## Activity:
Write only the number of lines in the records beneath that hold "HttpClient".

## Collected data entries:
//! CLI entry point for the fleet risk scorer.
//!
//! Provides subcommands for running one assessment cycle, re-running it on a
//! timer, checking a vehicle's fuel sensors, and looking up service status.

use anyhow::Result;
use chrono::{DateTime, Duration, Utc};
use clap::{Parser, Subcommand};
use fleet_risk::{
    cache::FuelMonitor,
    config::AppConfig,
    fetch::{
        BasicClient, HttpClient,
        auth::{ApiKey, UrlParam},
    },
    infra::{fixture::FixtureTelemetry, telemetry::TelemetryApiClient, weather::OpenMeteoClient},
    output::{log_priority_queue, print_json, print_pretty, write_assessments_csv},
    scoring::{
        aggregate::FleetAggregator,
        service::{HashedServiceSchedule, ServiceSchedule},
    },
    services::telemetry_api::{TelemetryApi, WeatherApi},
};
use std::ffi::OsStr;
use std::path::Path;
use std::sync::Arc;
use tracing::{error, info};
use tracing_subscriber::{
    EnvFilter, Layer,
    fmt::{self, format::FmtSpan},
    layer::SubscriberExt,
    util::SubscriberInitExt,
};

#[derive(Parser)]
#[command(name = "fleet_risk")]
#[command(about = "Scores fleet vehicles for risk and builds a dispatch queue", long_about = None)]
struct Cli {
    #[command(subcommand)]
    command: Commands,
}

#[derive(Subcommand)]
enum Commands {
    /// Run one assessment cycle for a vehicle group
    Assess {
        /// Vehicle group (defaults to TELEMETRY_GROUP_ID)
        #[arg(short, long)]
        group: Option<String>,

        /// Read telemetry from a JSON fixture instead of the API
        #[arg(long, value_name = "FILE")]
        fixture: Option<String>,

        /// Count weather in the risk score
        #[arg(short, long, default_value_t = false)]
        weather: bool,

        /// Write this cycle's assessments to a CSV file (overwritten)
        #[arg(short, long)]
        output: Option<String>,

        /// Print the full snapshot as JSON
        #[arg(long, default_value_t = false)]
        json: bool,

        /// Maximum number of vehicles fetched concurrently
        #[arg(short, long)]
        concurrency: Option<usize>,
    },
    /// Re-run the assessment cycle on a timer
    Watch {
        /// Vehicle group (defaults to TELEMETRY_GROUP_ID)
        #[arg(short, long)]
        group: Option<String>,

        /// Read telemetry from a JSON fixture instead of the API
        #[arg(long, value_name = "FILE")]
        fixture: Option<String>,

        /// Count weather in the risk score
        #[arg(short, long, default_value_t = false)]
        weather: bool,

        /// Seconds between cycles
        #[arg(short, long, default_value_t = 60, value_parser = clap::value_parser!(u64).range(1..))]
        interval: u64,

        /// Number of cycles to run (0 = infinite)
        #[arg(short = 'n', long, default_value_t = 0)]
        cycles: usize,

        /// Rewrite this CSV file after every cycle
        #[arg(short, long)]
        output: Option<String>,
    },
    /// Evaluate a vehicle's recent fuel sensor data for anomalies
    Fuel {
        #[arg(short, long)]
        vehicle: String,

        /// Read telemetry from a JSON fixture instead of the API
        #[arg(long, value_name = "FILE")]
        fixture: Option<String>,
    },
    /// Show maintenance status for a vehicle
    Service {
        #[arg(short, long)]
        vehicle: String,

        /// Current odometer in km (mocked when omitted)
        #[arg(long, default_value_t = 0.0)]
        odometer: f64,
    },
}

/// Upstream collaborators plus the clock to score against.
struct Sources {
    telemetry: Arc<dyn TelemetryApi>,
    weather: Arc<dyn WeatherApi>,
    /// Fixtures pin "now" to their capture time.
    fixed_now: Option<DateTime<Utc>>,
}

impl Sources {
    fn now(&self) -> DateTime<Utc> {
        self.fixed_now.unwrap_or_else(Utc::now)
    }
}

#[tokio::main]
async fn main() -> Result<()> {
    dotenvy::dotenv().ok(); // Load .env file

    // Logging setup: colored stderr + JSON rolling log file
    let log_file_path =
        std::env::var("LOG_FILE_PATH").unwrap_or_else(|_| "logs/fleet_risk.log".to_string());
    let log_dir = Path::new(&log_file_path)
        .parent()
        .unwrap_or(Path::new("logs"));
    let log_file_name = Path::new(&log_file_path)
        .file_name()
        .unwrap_or(OsStr::new("fleet_risk.log"));

    let file_appender = tracing_appender::rolling::daily(log_dir, log_file_name);
    let (non_blocking_file, _file_guard) = tracing_appender::non_blocking(file_appender);

    let stderr_layer = fmt::layer()
        .with_target(true)
        .with_span_events(FmtSpan::CLOSE)
        .with_ansi(true)
        .with_writer(std::io::stderr)
        .with_filter(EnvFilter::from_env("RUST_LOG").add_directive("info".parse()?));

    let json_layer = fmt::layer()
        .json()
        .with_current_span(true)
        .with_span_list(true)
        .with_writer(non_blocking_file)
        .with_filter(EnvFilter::from_env("RUST_LOG_JSON").add_directive("debug".parse()?));

    tracing_subscriber::registry()
        .with(stderr_layer)
        .with(json_layer)
        .init();

    let cli = Cli::parse();
    let config = AppConfig::from_env()?;

    match cli.command {
        Commands::Assess {
            group,
            fixture,
            weather,
            output,
            json,
            concurrency,
        } => {
            let sources = build_sources(&config, fixture.as_deref())?;
            let aggregator = build_aggregator(&config, &sources, concurrency);
            let group = resolve_group(group, &config);

            let snapshot = aggregator.run_cycle(&group, weather, sources.now()).await?;
            log_priority_queue(&snapshot.priority_queue);
            print_pretty(&snapshot);

            if let Some(path) = output {
                write_assessments_csv(&path, &snapshot.assessments)?;
                info!(path = %path, rows = snapshot.assessments.len(), "CSV export written");
            }
            if json {
                print_json(&snapshot)?;
            }
        }
        Commands::Watch {
            group,
            fixture,
            weather,
            interval,
            cycles,
            output,
        } => {
            let sources = build_sources(&config, fixture.as_deref())?;
            let aggregator = build_aggregator(&config, &sources, None);
            let group = resolve_group(group, &config);
            watch(&aggregator, &sources, &group, weather, interval, cycles, output).await?;
        }
        Commands::Fuel { vehicle, fixture } => {
            let sources = build_sources(&config, fixture.as_deref())?;
            let monitor = FuelMonitor::new(
                Arc::clone(&sources.telemetry),
                Duration::minutes(config.fuel_window_minutes),
            );
            let result = monitor.fuel_risk(&vehicle, sources.now()).await?;
            info!(
                vehicle_id = %vehicle,
                severity = ?result.severity,
                suspicious_drop = result.suspicious_drop,
                drop_amount_l = ?result.drop_amount_l,
                consumption_lph = ?result.consumption_lph,
                description = result.description.as_deref().unwrap_or(""),
                "Fuel risk"
            );
        }
        Commands::Service { vehicle, odometer } => {
            let info = HashedServiceSchedule.service_status(&vehicle, odometer);
            info!(
                vehicle_id = %vehicle,
                odometer_km = info.odometer_km,
                remaining_km = info.remaining_km,
                next_service_km = info.next_service_km,
                progress_percent = info.progress_percent,
                status = info.status.as_str(),
                "Service status"
            );
        }
    }

    Ok(())
}

/// Builds telemetry and weather collaborators from a fixture file or the
/// configured HTTP endpoints.
fn build_sources(config: &AppConfig, fixture: Option<&str>) -> Result<Sources> {
    if let Some(path) = fixture {
        let fixture = Arc::new(FixtureTelemetry::load(path)?);
        info!(path, captured_at = %fixture.captured_at(), "Using fixture telemetry");
        return Ok(Sources {
            fixed_now: Some(fixture.captured_at()),
            telemetry: fixture.clone(),
            weather: fixture,
        });
    }

    let telemetry_config = config.require_telemetry()?;
    let http = Arc::new(BasicClient::with_timeout(config.http_timeout)?);
    let authed: Box<dyn HttpClient> = match &telemetry_config.api_key_header {
        Some(header) => Box::new(ApiKey::new(
            Arc::clone(&http),
            header,
            &telemetry_config.api_key,
        )?),
        None => Box::new(UrlParam::key(Arc::clone(&http), &telemetry_config.api_key)),
    };
    let telemetry = TelemetryApiClient::new(&telemetry_config.base_url, authed)?;
    let weather = OpenMeteoClient::new(&config.weather_api_url, Box::new(http));

    Ok(Sources {
        telemetry: Arc::new(telemetry),
        weather: Arc::new(weather),
        fixed_now: None,
    })
}

fn build_aggregator(
    config: &AppConfig,
    sources: &Sources,
    concurrency: Option<usize>,
) -> FleetAggregator {
    FleetAggregator::new(
        Arc::clone(&sources.telemetry),
        Arc::clone(&sources.weather),
        Arc::new(HashedServiceSchedule),
    )
    .with_eco_lookback(Duration::hours(config.eco_lookback_hours))
    .with_concurrency(concurrency.unwrap_or(config.fetch_concurrency))
}

fn resolve_group(group: Option<String>, config: &AppConfig) -> String {
    group
        .or_else(|| config.group_id.clone())
        .unwrap_or_default()
}

/// Runs cycles until `cycles` is reached (0 = forever). Each cycle replaces
/// the previous result entirely; a failed cycle is logged and retried on the
/// next tick.
#[tracing::instrument(skip(aggregator, sources, output))]
async fn watch(
    aggregator: &FleetAggregator,
    sources: &Sources,
    group: &str,
    weather: bool,
    interval: u64,
    cycles: usize,
    output: Option<String>,
) -> Result<()> {
    if cycles == 0 {
        info!(interval, "Watching indefinitely. Press Ctrl+C to stop.");
    }

    let mut cycle = 0;
    loop {
        if cycles > 0 && cycle >= cycles {
            break;
        }
        cycle += 1;

        info!(cycle, "Starting assessment cycle");
        match aggregator.run_cycle(group, weather, sources.now()).await {
            Ok(snapshot) => {
                log_priority_queue(&snapshot.priority_queue);
                if let Some(path) = &output {
                    if let Err(e) = write_assessments_csv(path, &snapshot.assessments) {
                        error!(error = %e, "Failed to write CSV export");
                    }
                }
            }
            Err(e) => error!(error = %e, "Assessment cycle failed"),
        }

        if cycles == 0 || cycle < cycles {
            tokio::time::sleep(tokio::time::Duration::from_secs(interval)).await;
        }
    }

    info!(cycles = cycle, "Finished watching");
    Ok(())
}

#[cfg(test)]
mod tests {
    use super::*;

    #[test]
    fn test_watch_rejects_zero_interval() {
        assert!(Cli::try_parse_from(["fleet_risk", "watch", "--interval", "0"]).is_err());
    }

    #[test]
    fn test_watch_accepts_positive_interval() {
        let cli = Cli::try_parse_from(["fleet_risk", "watch", "-i", "5", "-n", "2"]).unwrap();
        assert!(matches!(
            cli.command,
            Commands::Watch {
                interval: 5,
                cycles: 2,
                ..
            }
        ));
    }
}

## Output for this exercise:
2